Be Careful With Clover in Jenkins

We’ve got a common library used by a number of projects. This library has it’s own git repository and it’s own job in Jenkins to build it.

One of the tasks of the Jenkins job is to, when the tests pass, copy the jar file artifact into a team-wide Nexus instance, which is added as a repository in our other projects.

Lately I started having a problem where a new project that used this library was unable to run tests correctly - strange failures that seemed unrelated to any actual changes. The culprit wound up being an unlikely source: Clover.

The Jenkins Maven build goal for our library used to look like this:

clean compile test deploy

We wanted to start using Clover to track our test coverage of this library, so we installed it and altered the goal to this:

clean compile clover2:setup test clover2:aggregate clover2:clover deploy

This did what we expected, and we got to track our test coverage.
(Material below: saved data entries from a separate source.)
//! Run configuration
//!
//! The target repository, API endpoint, input file and request timeout are
//! resolved once at startup and injected into the tracker.

use crate::error::{Error, Result};
use std::env;
use std::path::PathBuf;
use std::time::Duration;

/// Repository owner used when `ISSUE_BATCH_REPO` is unset
pub const DEFAULT_OWNER: &str = "arrrrny";

/// Repository name used when `ISSUE_BATCH_REPO` is unset
pub const DEFAULT_REPO: &str = "zikzak_inappwebview";

/// Public GitHub API base URL
pub const DEFAULT_API_BASE: &str = "https://api.github.com";

/// Input file read from the working directory
pub const DEFAULT_INPUT_FILE: &str = "issues_to_create.json";

/// Default request timeout in seconds
pub const DEFAULT_TIMEOUT_SECS: u64 = 30;

/// Target repository and transport settings
#[derive(Debug, Clone, PartialEq, Eq)]
pub struct RepoConfig {
    /// Repository owner (user or organization)
    pub owner: String,
    /// Repository name
    pub repo: String,
    /// API base URL, without trailing slash
    pub api_base: String,
    /// Issue descriptor file
    pub input_path: PathBuf,
    /// Per-request timeout
    pub timeout: Duration,
}

impl RepoConfig {
    /// Config for `owner/repo` on github.com with default settings
    pub fn new(owner: impl Into<String>, repo: impl Into<String>) -> Self {
        Self {
            owner: owner.into(),
            repo: repo.into(),
            api_base: DEFAULT_API_BASE.to_string(),
            input_path: PathBuf::from(DEFAULT_INPUT_FILE),
            timeout: Duration::from_secs(DEFAULT_TIMEOUT_SECS),
        }
    }

    /// Override the API base URL
    pub fn with_api_base(mut self, api_base: &str) -> Result<Self> {
        self.api_base = normalize_api_base(api_base)?;
        Ok(self)
    }

    /// Override the request timeout
    #[must_use]
    pub const fn with_timeout(mut self, timeout: Duration) -> Self {
        self.timeout = timeout;
        self
    }

    /// Resolve configuration from the process environment
    ///
    /// Reads `ISSUE_BATCH_REPO`, `ISSUE_BATCH_API_URL`, `GH_HOST`,
    /// `ISSUE_BATCH_FILE` and `ISSUE_BATCH_TIMEOUT_SECS`.
    pub fn from_env() -> Result<Self> {
        Self::from_lookup(|key| env::var(key).ok())
    }

    /// Resolve configuration from an arbitrary variable lookup
    pub fn from_lookup<F>(lookup: F) -> Result<Self>
    where
        F: Fn(&str) -> Option<String>,
    {
        let mut config = match lookup("ISSUE_BATCH_REPO") {
            Some(spec) => {
                let (owner, repo) = parse_repo_spec(&spec)?;
                Self::new(owner, repo)
            }
            None => Self::new(DEFAULT_OWNER, DEFAULT_REPO),
        };

        // Explicit URL wins over an Enterprise host
        if let Some(url) = lookup("ISSUE_BATCH_API_URL") {
            config = config.with_api_base(&url)?;
        } else if let Some(host) = lookup("GH_HOST").filter(|h| h != "github.com") {
            config = config.with_api_base(&format!("https://{host}/api/v3"))?;
        }

        if let Some(path) = lookup("ISSUE_BATCH_FILE") {
            config.input_path = PathBuf::from(path);
        }

        if let Some(secs) = lookup("ISSUE_BATCH_TIMEOUT_SECS") {
            let secs: u64 = secs.trim().parse().map_err(|_| {
                Error::Config(format!("ISSUE_BATCH_TIMEOUT_SECS must be an integer, got '{secs}'"))
            })?;
            if secs == 0 {
                return Err(Error::Config(
                    "ISSUE_BATCH_TIMEOUT_SECS must be greater than zero".to_string(),
                ));
            }
            config.timeout = Duration::from_secs(secs);
        }

        Ok(config)
    }

    /// `owner/repo` for display
    pub fn repo_spec(&self) -> String {
        format!("{}/{}", self.owner, self.repo)
    }

    /// Endpoint for creating issues
    pub fn issues_url(&self) -> String {
        format!(
            "{}/repos/{}/{}/issues",
            self.api_base,
            urlencoding::encode(&self.owner),
            urlencoding::encode(&self.repo)
        )
    }
}

/// Split `owner/repo` into its parts
pub fn parse_repo_spec(spec: &str) -> Result<(String, String)> {
    let invalid = || Error::Config(format!("expected repository as 'owner/repo', got '{spec}'"));

    let (owner, repo) = spec.trim().split_once('/').ok_or_else(invalid)?;
    if owner.is_empty() || repo.is_empty() || repo.contains('/') {
        return Err(invalid());
    }

    Ok((owner.to_string(), repo.to_string()))
}

fn normalize_api_base(raw: &str) -> Result<String> {
    let parsed = url::Url::parse(raw)
        .map_err(|e| Error::Config(format!("invalid API URL '{raw}': {e}")))?;

    if !matches!(parsed.scheme(), "http" | "https") {
        return Err(Error::Config(format!(
            "API URL must use http or https, got '{raw}'"
        )));
    }

    Ok(raw.trim_end_matches('/').to_string())
}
Something interesting happened later on, though.

Another project, which did not use clover at all, was using this library. A strange error started popping up when trying to compile and run the tests for this new project:

[CLOVER] FATAL ERROR: Clover could not be initialised. Are you sure you have Clover in the runtime classpath? (class java.lang.NoClassDefFoundError:com_cenqua_clover/CloverVersionInfo)

java.lang.NoClassDefFoundError: com_cenqua_clover/CoverageRecorder

This was really strange, since this new project didn’t use clover at all. Tracing the problem down to the class that generated this error, I found this in the decompiled stub generated by IntellJ when loading a class within the library from the open IntellIJ project that uses that library:

public static class __CLR3_0_26b6bgqwyiqsv  {
  public static final com_cenqua_clover.CoverageRecorder R;

  public __CLR3_0_26b6bgqwyiqsv() { /* compiled code */ }

It turns out that when instrumenting clover, it actually compiles the classes somewhat differently, including some hooks for Clover (this seems to happen more in enums). When the jar file was being deployed, it was deploying the one with the Clover instrumentation. Thus, when the new project downloaded it’s dependencies from Nexus, it pulled a class with a dependency on Clover, but Clover was not on the classpath since this project didn’t use it.
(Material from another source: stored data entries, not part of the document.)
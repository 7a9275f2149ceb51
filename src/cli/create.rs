//! Create command - submit every issue in the input file

use crate::cli::progress::CliProgress;
use issue_batch::config::RepoConfig;
use issue_batch::error::Result;
use issue_batch::input::load_descriptors;
use issue_batch::submit::run_batch;
use issue_batch::tracker::GitHubIssues;
use issue_batch::types::RunSummary;

/// Print usage and token guidance
pub fn print_usage() {
    println!("Usage: issue-batch <github_token>");
    println!();
    println!("Get your token from: https://github.com/settings/tokens");
    println!("Required scopes: public_repo or repo");
}

/// Run the create command
///
/// The input file is loaded before any request is made, so a missing or
/// malformed file aborts the run without touching the network.
pub async fn run_create(token: &str) -> Result<RunSummary> {
    let config = RepoConfig::from_env()?;
    let descriptors = load_descriptors(&config.input_path)?;

    let tracker = GitHubIssues::new(token.to_string(), config)?;
    let report = run_batch(&tracker, &descriptors, &CliProgress).await?;

    Ok(report.summary)
}
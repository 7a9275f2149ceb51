//! Test data factories for issue-batch types
//!
//! These are test utilities - not every helper is used by every test binary.

#![allow(dead_code)]

use issue_batch::config::RepoConfig;
use issue_batch::types::{ApiResponse, IssueDescriptor};

/// Create a descriptor with a body derived from the title
pub fn make_descriptor(title: &str) -> IssueDescriptor {
    IssueDescriptor {
        title: title.to_string(),
        body: format!("Body for {title}"),
        labels: vec!["enhancement".to_string()],
    }
}

/// Create a descriptor with explicit fields
pub fn make_descriptor_with(title: &str, body: &str, labels: &[&str]) -> IssueDescriptor {
    IssueDescriptor {
        title: title.to_string(),
        body: body.to_string(),
        labels: labels.iter().map(ToString::to_string).collect(),
    }
}

/// Create `count` descriptors titled `issue-1`, `issue-2`, ...
pub fn make_descriptors(count: usize) -> Vec<IssueDescriptor> {
    (1..=count)
        .map(|i| make_descriptor(&format!("issue-{i}")))
        .collect()
}

/// Create a test repository config
pub fn test_config() -> RepoConfig {
    RepoConfig::new("octo", "hello")
}

/// A `201 Created` reply carrying an issue number
pub fn created_response(number: u64) -> ApiResponse {
    ApiResponse {
        status: 201,
        body: format!(
            r#"{{"number": {number}, "html_url": "https://github.com/octo/hello/issues/{number}"}}"#
        ),
    }
}

/// A `422 Unprocessable Entity` validation reply
pub fn validation_failed_response() -> ApiResponse {
    ApiResponse {
        status: 422,
        body: r#"{"message":"Validation failed"}"#.to_string(),
    }
}
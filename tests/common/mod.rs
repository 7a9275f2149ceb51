//! Shared test utilities

pub mod fixtures;
pub mod mock_tracker;
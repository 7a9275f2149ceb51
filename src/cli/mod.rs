//! CLI commands
//!
//! Command implementations for the `issue-batch` binary.

mod create;
mod progress;
mod style;

pub use create::{print_usage, run_create};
My solution was to split my job into two jobs.

The first job is focused on the health of the library, so it runs the tests, does the Clover information gathering, runs FindBugs, etc.
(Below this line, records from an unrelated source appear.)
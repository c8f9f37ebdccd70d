use std::sync::Arc;

use thiserror::Error;

use crate::clock::TimeOfDay;
use crate::error::GenerationFailure;
use crate::forum::Destination;
use crate::history::HistoryEntry;
use crate::llm_client::TextGenerator;
use crate::persona::{PersonaIdentity, PersonaState};

const TITLE_MARKER: &str = "title:";
const BODY_MARKER: &str = "body:";
const SUMMARY_ENTRIES: usize = 3;
const SUMMARY_CHARS: usize = 100;
const MAX_PROMPT_RULES: usize = 5;
const COMMENT_SOURCE_CHARS: usize = 1500;

#[derive(Debug, Clone, PartialEq, Eq)]
pub struct ParsedPost {
    /// Empty when the model produced no title line.
    pub title: String,
    pub body: String,
}

impl ParsedPost {
    pub fn has_title(&self) -> bool {
        !self.title.is_empty()
    }
}

#[derive(Debug, Clone, PartialEq, Eq, Error)]
pub enum ParseFailure {
    #[error("generation service returned empty text")]
    Empty,
}

/// Split `Title:` / `Body:` formatted text.
///
/// A `Title:` line (any case) sets the title; a `Body:` line is dropped whole; every other
/// line is body. A missing title line leaves the title empty rather than failing.
pub fn parse_post(text: &str) -> Result<ParsedPost, ParseFailure> {
    let text = text.trim();
    if text.is_empty() {
        return Err(ParseFailure::Empty);
    }

    let mut title = String::new();
    let mut body_lines = Vec::new();
    for line in text.lines() {
        if let Some(rest) = strip_marker(line, TITLE_MARKER) {
            title = rest.trim().to_string();
        } else if strip_marker(line, BODY_MARKER).is_some() {
            continue;
        } else {
            body_lines.push(line);
        }
    }

    Ok(ParsedPost {
        title,
        body: body_lines.join("\n"),
    })
}

fn strip_marker<'a>(line: &'a str, marker: &str) -> Option<&'a str> {
    let prefix = line.get(..marker.len())?;
    if prefix.eq_ignore_ascii_case(marker) {
        Some(&line[marker.len()..])
    } else {
        None
    }
}

/// Destination-specific framing for replies. Unknown destinations get the default.
pub fn comment_template(destination: &str) -> &'static str {
    match destination.to_ascii_lowercase().as_str() {
        "running" => {
            "You are replying as a fellow runner. Share a concrete detail from your own \
             training (pace, distance, a tough session) that relates to the post, and be \
             supportive without lecturing."
        }
        "c25k" => {
            "You are replying to someone working through Couch to 5K. Be warm and encouraging, \
             remember what the early weeks felt like, and keep any advice gentle and practical."
        }
        "getdisciplined" => {
            "You are replying in a community about building discipline. Talk about routines, \
             showing up on the days you don't feel like it, and what has worked for you in \
             marathon training."
        }
        "selfimprovement" => {
            "You are replying in a self-improvement community. Connect the post to a lesson \
             running has taught you about patience and small daily progress."
        }
        _ => {
            "You are replying to a post online. Respond thoughtfully and personally, relate it \
             to your running journey where it fits naturally, and stay kind."
        }
    }
}

pub struct ContentGenerator {
    llm: Arc<dyn TextGenerator>,
    identity: PersonaIdentity,
    comment_max_chars: usize,
}

impl ContentGenerator {
    pub fn new(
        llm: Arc<dyn TextGenerator>,
        identity: PersonaIdentity,
        comment_max_chars: usize,
    ) -> Self {
        Self {
            llm,
            identity,
            comment_max_chars,
        }
    }

    pub fn identity(&self) -> &PersonaIdentity {
        &self.identity
    }

    /// One generation call, no retry. Failures are for the control loop to handle.
    pub async fn generate_post(
        &self,
        persona: &PersonaState,
        history: &[HistoryEntry],
        time: TimeOfDay,
        destination: &Destination,
    ) -> Result<ParsedPost, GenerationFailure> {
        let prompt = build_post_prompt(&self.identity, persona, history, time, destination);
        let raw = self
            .llm
            .complete(&prompt)
            .await
            .map_err(GenerationFailure::Upstream)?;
        Ok(parse_post(&raw)?)
    }

    pub async fn generate_comment(
        &self,
        post_title: &str,
        post_body: &str,
        destination_name: &str,
    ) -> Result<String, GenerationFailure> {
        let prompt = build_comment_prompt(
            &self.identity,
            post_title,
            post_body,
            destination_name,
            self.comment_max_chars,
        );
        let raw = self
            .llm
            .complete(&prompt)
            .await
            .map_err(GenerationFailure::Upstream)?;

        let comment = raw.trim().trim_matches('"').trim();
        if comment.is_empty() {
            return Err(ParseFailure::Empty.into());
        }
        Ok(comment.to_string())
    }
}

pub fn build_post_prompt(
    identity: &PersonaIdentity,
    persona: &PersonaState,
    history: &[HistoryEntry],
    time: TimeOfDay,
    destination: &Destination,
) -> String {
    let feeling = persona.mood_context();
    format!(
        "You are {name}, {description}, currently on day {day} of a {length}-day marathon \
         training challenge.\n\
         You have run about {distance} km in total so far.\n\
         You are feeling {mood}, and struggling with things like {struggles}.\n\
         You are sharing your reflections and thoughts on Reddit in r/{destination}.\n\n\
         ## Time of Day ({bucket})\n{narrative}\n\n\
         ## Your Recent Posts\n{recent}\n\n\
         ## Your Latest Post (continue the story, do not repeat it)\n{latest}\n\n\
         ## Community Rules\n{rules}\n\n\
         Write a Reddit post that:\n\
         - Is from {name}, staying consistent with the story so far\n\
         - Has a title and a body (formatted clearly)\n\
         - Feels personal and real\n\
         - Invites interaction\n\
         - Avoids promotion and links\n\
         - Is 100-200 words\n\n\
         Output format:\n\
         Title: ...\n\
         Body: ...",
        name = identity.name,
        description = identity.description,
        day = persona.day,
        length = identity.challenge_length_days,
        distance = persona.total_distance,
        mood = feeling.mood,
        struggles = feeling.struggles.join(", "),
        destination = destination.name,
        bucket = time.label(),
        narrative = time.narrative(),
        recent = format_recent_posts(history),
        latest = format_latest_post(history),
        rules = format_rules(&destination.rules),
    )
}

fn build_comment_prompt(
    identity: &PersonaIdentity,
    post_title: &str,
    post_body: &str,
    destination_name: &str,
    max_chars: usize,
) -> String {
    let body = if post_body.trim().is_empty() {
        "(no text, title only)".to_string()
    } else {
        truncate(post_body.trim(), COMMENT_SOURCE_CHARS)
    };
    format!(
        "You are {name}, {description}, in the middle of a {length}-day marathon training \
         challenge.\n\
         {template}\n\n\
         Post in r/{destination}:\n\
         Title: {title}\n\
         {body}\n\n\
         Write a reply comment. Keep it under {max_chars} characters. No links, no \
         self-promotion, no hashtags. Reply with the comment text only.",
        name = identity.name,
        description = identity.description,
        length = identity.challenge_length_days,
        template = comment_template(destination_name),
        destination = destination_name,
        title = post_title,
    )
}

fn format_recent_posts(history: &[HistoryEntry]) -> String {
    if history.is_empty() {
        return "None yet. This is your first post.".to_string();
    }
    let skip = history.len().saturating_sub(SUMMARY_ENTRIES);
    history
        .iter()
        .skip(skip)
        .map(|entry| {
            format!(
                "- Day {}: \"{}\" {}",
                entry.day,
                entry.title,
                truncate(&entry.body, SUMMARY_CHARS)
            )
        })
        .collect::<Vec<_>>()
        .join("\n")
}

fn format_latest_post(history: &[HistoryEntry]) -> String {
    match history.last() {
        Some(entry) => format!("Title: {}\n{}", entry.title, entry.body),
        None => "None".to_string(),
    }
}

fn format_rules(rules: &[String]) -> String {
    if rules.is_empty() {
        return "None listed".to_string();
    }
    rules
        .iter()
        .take(MAX_PROMPT_RULES)
        .map(|rule| format!("- {rule}"))
        .collect::<Vec<_>>()
        .join("\n")
}

fn truncate(input: &str, max_chars: usize) -> String {
    let mut out = String::new();
    for (idx, ch) in input.chars().enumerate() {
        if idx >= max_chars {
            out.push_str("...");
            break;
        }
        out.push(ch);
    }
    out
}

#[cfg(test)]
mod tests {
    use super::*;
    use crate::llm_client::fake::ScriptedLlm;

    fn identity() -> PersonaIdentity {
        PersonaIdentity {
            name: "Patrick".to_string(),
            description: "an upbeat running coach".to_string(),
            challenge_length_days: 100,
        }
    }

    fn history(days: std::ops::RangeInclusive<u32>) -> Vec<HistoryEntry> {
        days.map(|day| HistoryEntry {
            day,
            title: format!("Title {day}"),
            body: format!("Body {day} {}", "x".repeat(150)),
        })
        .collect()
    }

    #[test]
    fn parses_title_and_body() {
        let parsed = parse_post("Title: Hello\nBody:\nLine one\nLine two").expect("parse");
        assert_eq!(parsed.title, "Hello");
        assert_eq!(parsed.body, "Line one\nLine two");
    }

    #[test]
    fn markers_are_case_insensitive() {
        let parsed = parse_post("TITLE: Loud\nbody:\ntext").expect("parse");
        assert_eq!(parsed.title, "Loud");
        assert_eq!(parsed.body, "text");
    }

    #[test]
    fn missing_title_keeps_every_line() {
        let parsed = parse_post("Just a run today.\n\nFelt great.").expect("parse");
        assert!(!parsed.has_title());
        assert_eq!(parsed.title, "");
        assert_eq!(parsed.body, "Just a run today.\n\nFelt great.");
    }

    #[test]
    fn crlf_output_leaves_no_carriage_returns() {
        let parsed = parse_post("Title: Week 2\r\nBody:\r\nHill repeats.\r\nLegs hate me.\r\n")
            .expect("parse");
        assert_eq!(parsed.title, "Week 2");
        assert_eq!(parsed.body, "Hill repeats.\nLegs hate me.");
    }

    #[test]
    fn blank_output_is_parse_failure() {
        assert_eq!(parse_post("  \n\t "), Err(ParseFailure::Empty));
    }

    #[test]
    fn post_prompt_embeds_context() {
        let persona = PersonaState::at(9, 63);
        let dest = Destination {
            rules: vec!["No spam".to_string()],
            ..Destination::new("running", Vec::new())
        };
        let prompt = build_post_prompt(
            &identity(),
            &persona,
            &history(1..=5),
            TimeOfDay::Evening,
            &dest,
        );

        assert!(prompt.contains("day 9 of a 100-day"));
        assert!(prompt.contains("about 63 km"));
        assert!(prompt.contains("feeling determined"));
        assert!(prompt.contains("r/running"));
        assert!(prompt.contains(TimeOfDay::Evening.narrative()));
        assert!(prompt.contains("- No spam"));
        // only the last three entries are summarised
        assert!(!prompt.contains("\"Title 2\""));
        assert!(prompt.contains("\"Title 3\""));
        assert!(prompt.contains("\"Title 5\""));
        // the latest entry appears in full
        assert!(prompt.contains(&history(5..=5)[0].body));
    }

    #[test]
    fn first_post_prompt_has_no_history() {
        let prompt = build_post_prompt(
            &identity(),
            &PersonaState::seed(),
            &[],
            TimeOfDay::Dawn,
            &Destination::new("C25K", Vec::new()),
        );
        assert!(prompt.contains("None yet"));
        assert!(prompt.contains("None listed"));
    }

    #[test]
    fn comment_templates_dispatch_by_name() {
        assert!(comment_template("C25K").contains("Couch to 5K"));
        assert!(comment_template("running").contains("fellow runner"));
        assert_eq!(comment_template("AskReddit"), comment_template("unknown"));
    }

    #[tokio::test]
    async fn generate_post_parses_reply() {
        let llm = ScriptedLlm::ok("Title: Day 2\nBody:\nLegs are sore.");
        let generator = ContentGenerator::new(llm.clone(), identity(), 300);
        let post = generator
            .generate_post(
                &PersonaState::seed(),
                &[],
                TimeOfDay::Morning,
                &Destination::new("running", Vec::new()),
            )
            .await
            .expect("post");
        assert_eq!(post.title, "Day 2");
        assert_eq!(llm.prompts.lock().unwrap().len(), 1);
    }

    #[tokio::test]
    async fn upstream_error_propagates() {
        let generator =
            ContentGenerator::new(ScriptedLlm::failing("503 overloaded"), identity(), 300);
        let err = generator
            .generate_comment("title", "body", "running")
            .await
            .expect_err("fails");
        assert!(matches!(err, GenerationFailure::Upstream(_)));
        assert!(err.to_string().contains("503 overloaded"));
    }

    #[tokio::test]
    async fn comment_prompt_states_length_limit() {
        let llm = ScriptedLlm::ok("\"Nice work, keep going!\"");
        let generator = ContentGenerator::new(llm.clone(), identity(), 280);
        let comment = generator
            .generate_comment("Finished week 3", "", "C25K")
            .await
            .expect("comment");
        assert_eq!(comment, "Nice work, keep going!");
        let prompts = llm.prompts.lock().unwrap();
        assert!(prompts[0].contains("under 280 characters"));
        assert!(prompts[0].contains("title only"));
    }
}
The second job, the “deploy” job runs only when the first job completes successfully, then does a clean compile deploy without the Clover instrumentation.

This is the more correct methodology anyway, as it’s closer to the Continuous Delivery pipeline advocated in Jez Humble’s book, Continuous Delivery, though it somewhat bothers me that the exact jar file being used for running tests is not the same jar file being deployed.